Perez adds, “We know the people who live here won’t be able to afford it anymore. It’s particularly sad considering so many of the people here are the ghosts of Chavez Ravine.”

Bethany Brune lives and runs a salon in Nomad Art Compound in Frogtown.EXPAND
Bethany Brune lives and runs a salon in Nomad Art Compound in Frogtown.
Isaac Simpson

Perez acknowledges the inevitability of change. When the art walk first began, neighborhood kids shunned the “gringos” in “skinny jeans and bowler hats,” but Perez convinced them to participate and make it their own.

“It’s about the people who live here becoming more on board with the reality that they will soon have to face,” Perez says. "They need to become more of an influence in their city.”

The demand for "authentic" communities like Frogtown and the Arts District suggests that Angelenos, rich and poor, white and Hispanic, are sick of strip malls. The convenience and space promised by the suburbs turned into isolation and coldness, which nobody, in the end, wanted.

So the yearning for community has reached fever pitch, and we’re scrambling back to places with history and a reason for being other than profit. But every time we find somewhere good, it gets almost instantly commodified. An unique, community-oriented joint such as Handsome Coffee gets bought by Blue Bottle, Blue Bottle gets bought by Starbucks, everyone gets priced out and the whole process starts all over again.

“Silver Lake and Echo Park are done. They’ll just keep getting hipper and hipper,” Robinson says. “I’m glad Frogtown is getting the attention it deserves, but that’s the thing about a double-edged sword.”

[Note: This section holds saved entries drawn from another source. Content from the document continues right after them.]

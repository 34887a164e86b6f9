//! Admission-control middlewares and the top-level error normalizer.
//!
//! Layer order, outermost first:
//!
//! ```text
//! trace -> error normalizer -> cors* -> rate limit* -> security headers*
//!       -> catch panic -> bearer auth (domain routes only) -> handler
//! ```
//!
//! `*` production only.

use std::any::Any;
use std::net::SocketAddr;
use std::sync::Arc;

use axum::{
    Json,
    body::Body,
    extract::{ConnectInfo, State},
    http::{HeaderMap, HeaderName, HeaderValue, Method, Request, StatusCode, header},
    middleware::Next,
    response::{IntoResponse, Response},
};
use secrecy::{ExposeSecret, SecretString};
use sha2::{Digest, Sha256};
use tower_http::cors::CorsLayer;
use tracing::{error, warn};
use uuid::Uuid;

use crate::app::{KvRateLimiter, SharedState};
use crate::domain::{AdmissionDecision, AdmissionRejection, AppError, ConfigError};
use crate::infra::observability::{
    record_admission_rejection, record_handler_failure, record_rate_limit_decision,
};

use super::handlers::{InternalFailure, error_body};

/// Correlates a redacted response with the logged failure.
pub const ERROR_ID_HEADER: &str = "x-error-id";

/// Constant-time comparison of two byte slices to prevent timing attacks.
fn constant_time_eq(a: &[u8], b: &[u8]) -> bool {
    if a.len() != b.len() {
        return false;
    }
    let mut result = 0u8;
    for (x, y) in a.iter().zip(b.iter()) {
        result |= x ^ y;
    }
    result == 0
}

/// Token of an `Authorization: Bearer <token>` header, trimmed.
pub fn bearer_token(authorization: Option<&HeaderValue>) -> Option<&str> {
    authorization
        .and_then(|value| value.to_str().ok())
        .and_then(|value| value.strip_prefix("Bearer "))
        .map(str::trim)
        .filter(|token| !token.is_empty())
}

/// Checks the request credential against the configured token.
///
/// Absent, malformed or empty header is a missing credential (401); any other
/// token than the expected one is an invalid credential (403).
pub fn authenticate(expected: &SecretString, authorization: Option<&HeaderValue>) -> AdmissionDecision {
    let Some(provided) = bearer_token(authorization) else {
        return AdmissionDecision::Reject(AdmissionRejection::MissingCredential);
    };

    // Compare via SHA-256 digests so the comparison time is independent of the token
    let expected_hash = Sha256::digest(expected.expose_secret().as_bytes());
    let provided_hash = Sha256::digest(provided.as_bytes());

    if constant_time_eq(expected_hash.as_slice(), provided_hash.as_slice()) {
        AdmissionDecision::Pass
    } else {
        AdmissionDecision::Reject(AdmissionRejection::InvalidCredential)
    }
}

fn reject(rejection: AdmissionRejection, request: &Request<Body>) -> Response {
    warn!(
        reason = rejection.reason(),
        method = %request.method(),
        path = %request.uri().path(),
        "Request rejected by admission control"
    );
    record_admission_rejection(rejection.reason());
    AppError::from(rejection).into_response()
}

/// Bearer authentication in front of the domain routes.
///
/// Without a configured token every request passes with a warning, unless
/// `AUTH_FAIL_CLOSED` is set, in which case every request gets a 401.
pub async fn bearer_auth_middleware(
    State(state): State<SharedState>,
    request: Request<Body>,
    next: Next,
) -> Response {
    let Some(expected) = state.config.bearer_token.as_ref() else {
        if state.config.auth_fail_closed {
            warn!("Server misconfigured: no BEARER_TOKEN set, rejecting request");
            record_admission_rejection("auth_not_configured");
            return AppError::Authentication("authentication is not configured".to_string())
                .into_response();
        }
        warn!("Server misconfigured: no BEARER_TOKEN set, authentication disabled");
        return next.run(request).await;
    };

    match authenticate(expected, request.headers().get(header::AUTHORIZATION)) {
        AdmissionDecision::Pass => next.run(request).await,
        AdmissionDecision::Reject(rejection) => reject(rejection, &request),
    }
}

fn first_header_value(headers: &HeaderMap, name: &str) -> Option<String> {
    headers
        .get(name)
        .and_then(|value| value.to_str().ok())
        .and_then(|value| value.split(',').next())
        .map(str::trim)
        .filter(|value| !value.is_empty())
        .map(str::to_string)
}

/// Caller identity used as the rate limit key.
///
/// First `X-Forwarded-For` entry, then `X-Real-IP`, then the peer address,
/// then `unknown`; unknown callers share one window.
pub fn client_identity<B>(request: &Request<B>) -> String {
    first_header_value(request.headers(), "x-forwarded-for")
        .or_else(|| first_header_value(request.headers(), "x-real-ip"))
        .or_else(|| {
            request
                .extensions()
                .get::<ConnectInfo<SocketAddr>>()
                .map(|ConnectInfo(addr)| addr.ip().to_string())
        })
        .unwrap_or_else(|| "unknown".to_string())
}

/// Per-caller rate limiting keyed by [`client_identity`].
///
/// A store failure admits the request.
pub async fn rate_limit_middleware(
    State(limiter): State<Arc<KvRateLimiter>>,
    request: Request<Body>,
    next: Next,
) -> Response {
    let identity = client_identity(&request);

    let status = match limiter.check(&identity).await {
        Ok(status) => status,
        Err(e) => {
            warn!(error = %e, identity = %identity, "Rate limiter store failed, admitting request");
            record_rate_limit_decision("store_error");
            return next.run(request).await;
        }
    };

    let mut response = match status.decision {
        AdmissionDecision::Pass => {
            record_rate_limit_decision("passed");
            next.run(request).await
        }
        AdmissionDecision::Reject(rejection) => {
            record_rate_limit_decision("limited");
            reject(rejection, &request)
        }
    };

    let headers = response.headers_mut();
    headers.insert("x-ratelimit-limit", HeaderValue::from(status.limit));
    headers.insert("x-ratelimit-remaining", HeaderValue::from(status.remaining));
    response
}

/// Attaches the hardening headers to every response.
pub async fn security_headers_middleware(request: Request<Body>, next: Next) -> Response {
    let mut response = next.run(request).await;
    let headers = response.headers_mut();

    headers.insert(
        header::X_CONTENT_TYPE_OPTIONS,
        HeaderValue::from_static("nosniff"),
    );
    headers.insert(header::X_FRAME_OPTIONS, HeaderValue::from_static("DENY"));
    headers.insert(
        header::X_XSS_PROTECTION,
        HeaderValue::from_static("1; mode=block"),
    );
    headers.insert(
        header::STRICT_TRANSPORT_SECURITY,
        HeaderValue::from_static("max-age=63072000; includeSubDomains; preload"),
    );
    headers.insert(
        header::REFERRER_POLICY,
        HeaderValue::from_static("no-referrer"),
    );
    headers.insert(
        HeaderName::from_static("permissions-policy"),
        HeaderValue::from_static("geolocation=(), microphone=(), camera=()"),
    );
    response
}

/// CORS restricted to the configured application origin.
pub fn cors_layer(app_url: &str) -> Result<CorsLayer, ConfigError> {
    let origin = HeaderValue::from_str(app_url).map_err(|e| ConfigError::InvalidValue {
        key: "APP_URL".to_string(),
        message: e.to_string(),
    })?;

    Ok(CorsLayer::new()
        .allow_origin(origin)
        .allow_methods([Method::GET, Method::POST, Method::PUT, Method::DELETE])
        .allow_headers([header::AUTHORIZATION, header::CONTENT_TYPE]))
}

/// Turns a caught panic into a 500 the normalizer can log and redact.
pub fn handle_panic(panic: Box<dyn Any + Send + 'static>) -> Response {
    let detail = if let Some(message) = panic.downcast_ref::<String>() {
        message.clone()
    } else if let Some(message) = panic.downcast_ref::<&str>() {
        (*message).to_string()
    } else {
        "handler panicked".to_string()
    };

    AppError::Internal(detail).into_response()
}

/// Logs every server failure and, in production, replaces its body with the
/// canonical reason plus an `X-Error-Id` header.
pub async fn error_normalizer(
    State(state): State<SharedState>,
    request: Request<Body>,
    next: Next,
) -> Response {
    let method = request.method().clone();
    let path = request.uri().path().to_string();
    let mut response = next.run(request).await;

    let status = response.status();
    let Some(failure) = response.extensions_mut().remove::<InternalFailure>() else {
        return response;
    };

    let error_id = Uuid::new_v4();
    record_handler_failure(status.as_u16());
    error!(
        %error_id,
        status = status.as_u16(),
        %method,
        path = %path,
        detail = %failure.detail,
        "Request failed"
    );

    if !state.config.is_production() {
        return response;
    }

    let mut redacted = (status, Json(error_body(status, None))).into_response();
    if let Ok(value) = HeaderValue::from_str(&error_id.to_string()) {
        redacted.headers_mut().insert(ERROR_ID_HEADER, value);
    }
    redacted
}
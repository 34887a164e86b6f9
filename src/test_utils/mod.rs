//! Test utilities and mock implementations.
//!
//! This module provides a configurable mock store and fixture modules for
//! driving the loader through its failure paths in unit and integration
//! tests.

pub mod mocks;

pub use mocks::{
    FailingDomainModule, FailingRouteModule, FixtureDomainModule, MockConfig, MockKvStore,
    NonEmptyDomainModule,
};
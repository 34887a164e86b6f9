//! Per-caller window rate limiter backed by the KV store.
//!
//! Each caller identity owns one [`RateLimitRecord`] under
//! `["ratelimit", identity]` in the store's window namespace. Every admitted
//! request moves the record's timestamp to now, and the window lapses once
//! `window_ms` passed since the last admitted request. Refused requests do
//! not touch the record. Counting goes through [`KvStore::increment_window`],
//! so concurrent requests from one caller never both observe a stale count.

use std::sync::Arc;

use chrono::Utc;

use crate::domain::{
    AdmissionDecision, AdmissionRejection, KvKey, KvStore, RateLimitRecord, StoreError,
};

use super::config::RateLimitConfig;

/// Verdict plus the numbers reported in the rate limit headers.
#[derive(Debug, Clone, Copy, PartialEq, Eq)]
pub struct RateLimitStatus {
    pub decision: AdmissionDecision,
    pub limit: u64,
    pub remaining: u64,
}

#[derive(Clone)]
pub struct KvRateLimiter {
    store: Arc<dyn KvStore>,
    config: RateLimitConfig,
}

impl KvRateLimiter {
    pub fn new(store: Arc<dyn KvStore>, config: RateLimitConfig) -> Self {
        Self { store, config }
    }

    pub fn config(&self) -> RateLimitConfig {
        self.config
    }

    pub fn key_for(identity: &str) -> KvKey {
        KvKey::new(["ratelimit", identity])
    }

    /// Counts one request from `identity` against the current window.
    pub async fn check(&self, identity: &str) -> Result<RateLimitStatus, StoreError> {
        self.check_at(identity, Utc::now().timestamp_millis()).await
    }

    /// [`check`](Self::check) with an explicit clock.
    pub async fn check_at(
        &self,
        identity: &str,
        now_ms: i64,
    ) -> Result<RateLimitStatus, StoreError> {
        let hit = self
            .store
            .increment_window(
                &Self::key_for(identity),
                now_ms,
                self.config.window_ms,
                self.config.max,
            )
            .await?;

        let decision = if hit.admitted {
            AdmissionDecision::Pass
        } else {
            AdmissionDecision::Reject(AdmissionRejection::RateLimited {
                retry_after_secs: self.retry_after_secs(&hit.record, now_ms),
            })
        };

        Ok(RateLimitStatus {
            decision,
            limit: self.config.max,
            remaining: self.config.max.saturating_sub(hit.record.count),
        })
    }

    /// Whole seconds until the window of `record` lapses, at least one.
    fn retry_after_secs(&self, record: &RateLimitRecord, now_ms: i64) -> u64 {
        let reset_at = record
            .window_start_millis
            .saturating_add(self.config.window_ms)
            .saturating_add(1);
        let wait_ms = u64::try_from(reset_at.saturating_sub(now_ms)).unwrap_or(0);
        wait_ms.div_ceil(1000).max(1)
    }
}

impl std::fmt::Debug for KvRateLimiter {
    fn fmt(&self, f: &mut std::fmt::Formatter<'_>) -> std::fmt::Result {
        f.debug_struct("KvRateLimiter")
            .field("config", &self.config)
            .finish_non_exhaustive()
    }
}
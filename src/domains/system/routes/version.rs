use axum::Json;
use serde::Serialize;
use serde_json::json;

use crate::app::DomainBuilder;
use crate::app::openapi::VERSION;
use crate::domain::HttpMethod;

#[derive(Debug, Serialize)]
pub struct VersionResponse {
    pub version: &'static str,
    pub commit: String,
}

/// Crate version plus the `GIT_COMMIT` the binary was deployed with.
pub async fn version_handler() -> Json<VersionResponse> {
    Json(VersionResponse {
        version: VERSION,
        commit: std::env::var("GIT_COMMIT")
            .ok()
            .filter(|commit| !commit.is_empty())
            .unwrap_or_else(|| "unknown".to_string()),
    })
}

pub fn register(domain: &mut DomainBuilder) {
    domain
        .add_route(HttpMethod::Get, "/version", version_handler)
        .describe_response(
            200,
            "Project version",
            json!({
                "type": "object",
                "properties": {
                    "version": { "type": "string" },
                    "commit": { "type": "string", "description": "Current commit SHA if available" }
                },
                "required": ["version", "commit"]
            }),
        );
}
//! Deep merge over JSON values.
//!
//! Used to lay author-declared route contracts over the default error
//! responses, and as a general configuration-merge primitive.
//!
//! Rules, applied key by key over `source`:
//!
//! - `null` in `source` overwrites the target value outright.
//! - Two arrays concatenate, target first, duplicates kept.
//! - Two objects merge recursively.
//! - Anything else in `source` replaces the target value.
//!
//! Timestamps travel as RFC 3339 strings and are therefore replaced by value.
//! The result is always a freshly owned tree; neither input is touched.

use serde_json::{Map, Value};

/// Merges `source` over `target` and returns the combined value.
///
/// When either side is not an object the source wins, except for two arrays
/// which concatenate.
pub fn deep_merge(target: &Value, source: &Value) -> Value {
    match (target, source) {
        (Value::Object(target), Value::Object(source)) => Value::Object(merge_maps(target, source)),
        (Value::Array(target), Value::Array(source)) => {
            Value::Array(target.iter().chain(source.iter()).cloned().collect())
        }
        (_, source) => source.clone(),
    }
}

fn merge_maps(target: &Map<String, Value>, source: &Map<String, Value>) -> Map<String, Value> {
    let mut output = target.clone();
    for (key, source_value) in source {
        let merged = match (output.get(key), source_value) {
            (_, Value::Null) => Value::Null,
            (Some(Value::Array(existing)), Value::Array(incoming)) => {
                Value::Array(existing.iter().chain(incoming.iter()).cloned().collect())
            }
            (Some(existing @ Value::Object(_)), Value::Object(_)) => {
                deep_merge(existing, source_value)
            }
            (_, other) => other.clone(),
        };
        output.insert(key.clone(), merged);
    }
    output
}
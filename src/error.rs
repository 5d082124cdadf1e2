//! Error types shared across the capture, recording and engine modules

use thiserror::Error;

/// Failures while opening the input stream. Fatal to capture start only.
#[derive(Error, Debug, Clone, PartialEq)]
pub enum DeviceError {
    #[error("Failed to enumerate input devices: {0}")]
    Enumerate(String),

    #[error("No input device matches {0}")]
    NoMatchingDevice(String),

    #[error(
        "Unsupported format: {sample_rate} Hz, {channels} channel(s), \
         {sample_width} byte(s) per sample"
    )]
    UnsupportedFormat {
        sample_rate: u32,
        channels: u16,
        sample_width: u16,
    },

    #[error("Sample ring already has a writer")]
    ProducerBusy,

    #[error("Failed to build input stream: {0}")]
    Build(String),

    #[error("Failed to start input stream: {0}")]
    Play(String),
}

/// Failures while recording to disk. Disables recording, never capture.
#[derive(Error, Debug)]
pub enum PersistError {
    #[error("I/O error: {0}")]
    Io(#[from] std::io::Error),

    #[error("WAV error: {0}")]
    Wav(#[from] hound::Error),

    #[error("Recording is closed")]
    Closed,
}

/// Any error the engine reports to its caller
#[derive(Error, Debug)]
pub enum ScopeError {
    #[error(transparent)]
    Device(#[from] DeviceError),

    #[error(transparent)]
    Persist(#[from] PersistError),
}
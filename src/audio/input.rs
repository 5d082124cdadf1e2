//! Audio input capture
//!
//! This module opens an input stream with cpal and pushes every chunk the
//! device delivers into the sample ring. The data callback only converts
//! samples into a preallocated scratch buffer and calls `push`: no locks, no
//! allocation, no I/O.

use std::fmt;
use std::sync::atomic::{AtomicBool, AtomicU8, Ordering};
use std::sync::Arc;

use cpal::traits::{DeviceTrait, HostTrait, StreamTrait};
use cpal::Sample as _;
use serde::{Deserialize, Serialize};

use super::buffer::{Sample, SampleProducer, SampleRing};
use crate::error::DeviceError;

/// Smallest scratch buffer handed to the callback, in frames
const MIN_SCRATCH_FRAMES: usize = 8192;

/// Strategy for picking an input device by its advertised name
#[derive(Debug, Clone, PartialEq, Eq, Default, Serialize, Deserialize)]
#[serde(tag = "kind", content = "value", rename_all = "snake_case")]
pub enum DeviceSelector {
    /// The host's default input device
    #[default]
    Default,
    /// Position in the host's device list
    Index(usize),
    /// Name must match exactly
    Exact(String),
    /// Name must contain this text (case-insensitive)
    Contains(String),
}

impl DeviceSelector {
    /// Find the selected device in a list of device names
    ///
    /// `Default` prefers the host's default device and falls back to the
    /// first one listed.
    pub fn position(&self, names: &[String], default_name: Option<&str>) -> Option<usize> {
        match self {
            Self::Default => default_name
                .and_then(|default| names.iter().position(|n| n == default))
                .or_else(|| (!names.is_empty()).then_some(0)),
            Self::Index(index) => (*index < names.len()).then_some(*index),
            Self::Exact(name) => names.iter().position(|n| n == name),
            Self::Contains(part) => {
                let part = part.to_lowercase();
                names.iter().position(|n| n.to_lowercase().contains(&part))
            }
        }
    }
}

impl fmt::Display for DeviceSelector {
    fn fmt(&self, f: &mut fmt::Formatter<'_>) -> fmt::Result {
        match self {
            Self::Default => write!(f, "the default device"),
            Self::Index(index) => write!(f, "device #{}", index),
            Self::Exact(name) => write!(f, "\"{}\"", name),
            Self::Contains(part) => write!(f, "a name containing \"{}\"", part),
        }
    }
}

/// Stream parameters, fixed for the lifetime of an open stream
#[derive(Debug, Clone, PartialEq)]
pub struct CaptureConfig {
    pub sample_rate: u32,
    pub channels: u16,
    /// Bytes per sample; only 16-bit capture is supported
    pub sample_width: u16,
    /// Frames per hardware chunk we ask the device for
    pub chunk_size: usize,
    pub device: DeviceSelector,
}

impl Default for CaptureConfig {
    fn default() -> Self {
        Self {
            sample_rate: 8000,
            channels: 1,
            sample_width: 2,
            chunk_size: 1024,
            device: DeviceSelector::Default,
        }
    }
}

impl CaptureConfig {
    /// Reject formats we can never capture, before touching the hardware
    pub fn validate(&self) -> Result<(), DeviceError> {
        if self.sample_width != 2 || self.channels == 0 || self.sample_rate == 0 {
            return Err(self.unsupported());
        }
        Ok(())
    }

    fn unsupported(&self) -> DeviceError {
        DeviceError::UnsupportedFormat {
            sample_rate: self.sample_rate,
            channels: self.channels,
            sample_width: self.sample_width,
        }
    }
}

/// Capture lifecycle: `Closed → Opening → Streaming → Stopping → Closed`
#[derive(Debug, Clone, Copy, PartialEq, Eq, Default)]
#[repr(u8)]
pub enum CaptureState {
    #[default]
    Closed = 0,
    Opening = 1,
    Streaming = 2,
    Stopping = 3,
}

impl CaptureState {
    fn from_u8(value: u8) -> Self {
        match value {
            1 => Self::Opening,
            2 => Self::Streaming,
            3 => Self::Stopping,
            _ => Self::Closed,
        }
    }

    /// Whether the callback should forward samples in this state
    pub fn accepts_samples(self) -> bool {
        matches!(self, Self::Opening | Self::Streaming)
    }

    pub fn name(self) -> &'static str {
        match self {
            Self::Closed => "Closed",
            Self::Opening => "Opening",
            Self::Streaming => "Streaming",
            Self::Stopping => "Stopping",
        }
    }
}

/// Capture state shared with the audio callback
#[derive(Debug, Default)]
struct StateCell(AtomicU8);

impl StateCell {
    fn get(&self) -> CaptureState {
        CaptureState::from_u8(self.0.load(Ordering::Acquire))
    }

    fn set(&self, state: CaptureState) {
        self.0.store(state as u8, Ordering::Release);
    }
}

/// What the data callback tells its caller after each chunk
#[derive(Debug, Clone, Copy, PartialEq, Eq)]
pub enum CallbackFlow {
    Continue,
    Stop,
}

/// Everything the audio callback owns
///
/// Multi-channel devices contribute their first channel only.
pub struct ChunkHandler {
    producer: SampleProducer,
    state: Arc<StateCell>,
    channels: usize,
    scratch: Box<[Sample]>,
}

impl ChunkHandler {
    fn new(
        producer: SampleProducer,
        state: Arc<StateCell>,
        channels: usize,
        scratch_frames: usize,
    ) -> Self {
        Self {
            producer,
            state,
            channels: channels.max(1),
            scratch: vec![0; scratch_frames.max(1)].into_boxed_slice(),
        }
    }

    /// Handle a chunk that is already 16-bit
    #[inline]
    pub fn on_native(&mut self, data: &[Sample]) -> CallbackFlow {
        if self.channels > 1 {
            return self.on_frames(data);
        }
        if !self.state.get().accepts_samples() {
            self.producer.discard(data.len());
            return CallbackFlow::Stop;
        }
        self.producer.push(data);
        CallbackFlow::Continue
    }

    /// Handle a chunk in any format cpal can convert to 16-bit
    #[inline]
    pub fn on_frames<T>(&mut self, data: &[T]) -> CallbackFlow
    where
        T: Copy,
        Sample: cpal::FromSample<T>,
    {
        let channels = self.channels;
        if !self.state.get().accepts_samples() {
            self.producer.discard(data.len() / channels);
            return CallbackFlow::Stop;
        }

        for batch in data.chunks(channels * self.scratch.len()) {
            let mut frames = 0;
            for (slot, frame) in self.scratch.iter_mut().zip(batch.chunks_exact(channels)) {
                *slot = Sample::from_sample(frame[0]);
                frames += 1;
            }
            self.producer.push(&self.scratch[..frames]);
        }
        CallbackFlow::Continue
    }
}

/// An input device as the host reports it
#[derive(Debug, Clone, PartialEq)]
pub struct InputDeviceInfo {
    pub name: String,
    pub default_sample_rate: Option<u32>,
}

/// List every input device of the default host
pub fn list_input_devices() -> Result<Vec<InputDeviceInfo>, DeviceError> {
    let host = cpal::default_host();
    let devices = host
        .input_devices()
        .map_err(|e| DeviceError::Enumerate(e.to_string()))?;

    Ok(devices
        .map(|device| InputDeviceInfo {
            name: device.name().unwrap_or_else(|_| "Unknown".to_string()),
            default_sample_rate: device
                .default_input_config()
                .ok()
                .map(|config| config.sample_rate().0),
        })
        .collect())
}

/// Audio input capture engine
pub struct CaptureSource {
    ring: SampleRing,

    /// Lifecycle state, shared with the callback
    state: Arc<StateCell>,

    /// Set by the stream's error callback
    faulted: Arc<AtomicBool>,

    /// The audio input stream
    stream: Option<cpal::Stream>,

    device_name: Option<String>,
}

impl CaptureSource {
    pub fn new(ring: SampleRing) -> Self {
        Self {
            ring,
            state: Arc::new(StateCell::default()),
            faulted: Arc::new(AtomicBool::new(false)),
            stream: None,
            device_name: None,
        }
    }

    pub fn state(&self) -> CaptureState {
        self.state.get()
    }

    pub fn device_name(&self) -> Option<&str> {
        self.device_name.as_deref()
    }

    /// Open the device and start streaming into the ring
    ///
    /// Does nothing if a stream is already open.
    pub fn open(&mut self, config: &CaptureConfig) -> Result<(), DeviceError> {
        if self.state() != CaptureState::Closed {
            return Ok(());
        }
        config.validate()?;

        log::info!("Starting audio capture...");
        self.state.set(CaptureState::Opening);

        match self.open_stream(config) {
            Ok((stream, name)) => {
                self.state.set(CaptureState::Streaming);
                self.stream = Some(stream);
                log::info!("Capturing from {}", name);
                self.device_name = Some(name);
                Ok(())
            }
            Err(e) => {
                self.ring.close();
                self.state.set(CaptureState::Closed);
                log::error!("Failed to start capture: {}", e);
                Err(e)
            }
        }
    }

    fn open_stream(
        &mut self,
        config: &CaptureConfig,
    ) -> Result<(cpal::Stream, String), DeviceError> {
        let host = cpal::default_host();
        let device = select_device(&host, &config.device)?;
        let name = device.name().unwrap_or_else(|_| "Unknown".to_string());
        log::info!("Using input device: {}", name);

        let (stream_config, format) = negotiate(&device, config)?;
        log::info!("Audio config: {:?} ({:?})", stream_config, format);

        self.faulted.store(false, Ordering::Release);
        self.ring.reopen();
        let producer = self.ring.producer().ok_or(DeviceError::ProducerBusy)?;
        let handler = ChunkHandler::new(
            producer,
            Arc::clone(&self.state),
            stream_config.channels as usize,
            config.chunk_size.max(MIN_SCRATCH_FRAMES),
        );

        let faulted = Arc::clone(&self.faulted);
        let stream = match format {
            cpal::SampleFormat::I16 => {
                let mut handler = handler;
                device.build_input_stream(
                    &stream_config,
                    move |data: &[i16], _: &cpal::InputCallbackInfo| {
                        let _ = handler.on_native(data);
                    },
                    error_callback(faulted),
                    None,
                )
            }
            cpal::SampleFormat::F32 => {
                build_converting::<f32>(&device, &stream_config, handler, faulted)
            }
            cpal::SampleFormat::I32 => {
                build_converting::<i32>(&device, &stream_config, handler, faulted)
            }
            cpal::SampleFormat::U16 => {
                build_converting::<u16>(&device, &stream_config, handler, faulted)
            }
            cpal::SampleFormat::I8 => {
                build_converting::<i8>(&device, &stream_config, handler, faulted)
            }
            cpal::SampleFormat::U8 => {
                build_converting::<u8>(&device, &stream_config, handler, faulted)
            }
            _ => return Err(config.unsupported()),
        }
        .map_err(|e| DeviceError::Build(e.to_string()))?;

        stream.play().map_err(|e| DeviceError::Play(e.to_string()))?;
        Ok((stream, name))
    }

    /// Stop capture. Pushes that race with this call are discarded.
    pub fn stop(&mut self) {
        self.ring.close();
        if self.stream.is_none() && self.state() == CaptureState::Closed {
            return;
        }

        self.state.set(CaptureState::Stopping);
        self.stream = None;
        self.state.set(CaptureState::Closed);
        log::info!("Capture stopped");
    }

    /// Stop the stream if the backend reported an error. Returns true if it did.
    pub fn take_fault(&mut self) -> bool {
        if !self.faulted.swap(false, Ordering::AcqRel) {
            return false;
        }
        log::error!("Input stream failed, stopping capture");
        self.stop();
        true
    }
}

impl Drop for CaptureSource {
    fn drop(&mut self) {
        self.stop();
    }
}

fn select_device(
    host: &cpal::Host,
    selector: &DeviceSelector,
) -> Result<cpal::Device, DeviceError> {
    let mut devices: Vec<cpal::Device> = host
        .input_devices()
        .map_err(|e| DeviceError::Enumerate(e.to_string()))?
        .collect();
    let names: Vec<String> = devices
        .iter()
        .map(|d| d.name().unwrap_or_default())
        .collect();
    let default_name = host.default_input_device().and_then(|d| d.name().ok());

    selector
        .position(&names, default_name.as_deref())
        .map(|index| devices.swap_remove(index))
        .ok_or_else(|| DeviceError::NoMatchingDevice(selector.to_string()))
}

/// Preference order for native sample formats; `None` means we can't convert it
fn format_rank(format: cpal::SampleFormat) -> Option<u8> {
    match format {
        cpal::SampleFormat::I16 => Some(0),
        cpal::SampleFormat::F32 => Some(1),
        cpal::SampleFormat::I32 => Some(2),
        cpal::SampleFormat::U16 => Some(3),
        cpal::SampleFormat::I8 => Some(4),
        cpal::SampleFormat::U8 => Some(5),
        _ => None,
    }
}

/// Pick a supported stream config for the requested rate and channel count
fn negotiate(
    device: &cpal::Device,
    config: &CaptureConfig,
) -> Result<(cpal::StreamConfig, cpal::SampleFormat), DeviceError> {
    let rate = cpal::SampleRate(config.sample_rate);

    let range = device
        .supported_input_configs()
        .map_err(|e| DeviceError::Enumerate(e.to_string()))?
        .filter(|r| {
            r.channels() >= config.channels
                && r.min_sample_rate() <= rate
                && rate <= r.max_sample_rate()
                && format_rank(r.sample_format()).is_some()
        })
        .min_by_key(|r| (r.channels() != config.channels, format_rank(r.sample_format())))
        .ok_or_else(|| config.unsupported())?;

    let chunk = u32::try_from(config.chunk_size).ok();
    let buffer_size = match (range.buffer_size(), chunk) {
        (cpal::SupportedBufferSize::Range { min, max }, Some(chunk))
            if (*min..=*max).contains(&chunk) =>
        {
            cpal::BufferSize::Fixed(chunk)
        }
        _ => cpal::BufferSize::Default,
    };

    Ok((
        cpal::StreamConfig {
            channels: range.channels(),
            sample_rate: rate,
            buffer_size,
        },
        range.sample_format(),
    ))
}

fn build_converting<T>(
    device: &cpal::Device,
    config: &cpal::StreamConfig,
    mut handler: ChunkHandler,
    faulted: Arc<AtomicBool>,
) -> Result<cpal::Stream, cpal::BuildStreamError>
where
    T: cpal::SizedSample + Send + 'static,
    Sample: cpal::FromSample<T>,
{
    device.build_input_stream(
        config,
        move |data: &[T], _: &cpal::InputCallbackInfo| {
            let _ = handler.on_frames(data);
        },
        error_callback(faulted),
        None,
    )
}

fn error_callback(faulted: Arc<AtomicBool>) -> impl FnMut(cpal::StreamError) + Send + 'static {
    move |err| {
        log::error!("Audio error: {}", err);
        faulted.store(true, Ordering::Release);
    }
}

Can Frogtown be saved from being just another neighborhood in the long Angeleno tradition of the rich getting what they want and the poor having to live with it? Can a neighborhood be both community-focused and "cool" at the same time?

“It’s about balance,” says Robinson, the man without whom the Frogtown movement might never have begun. “It’s about paying close attention to how we co-exist.”

Editor's note: A previous version of this story contained inaccurate information about Good Eggs. While they have moved into the old Hostess factory, they have no plans to open a cafe on site. We regret the error.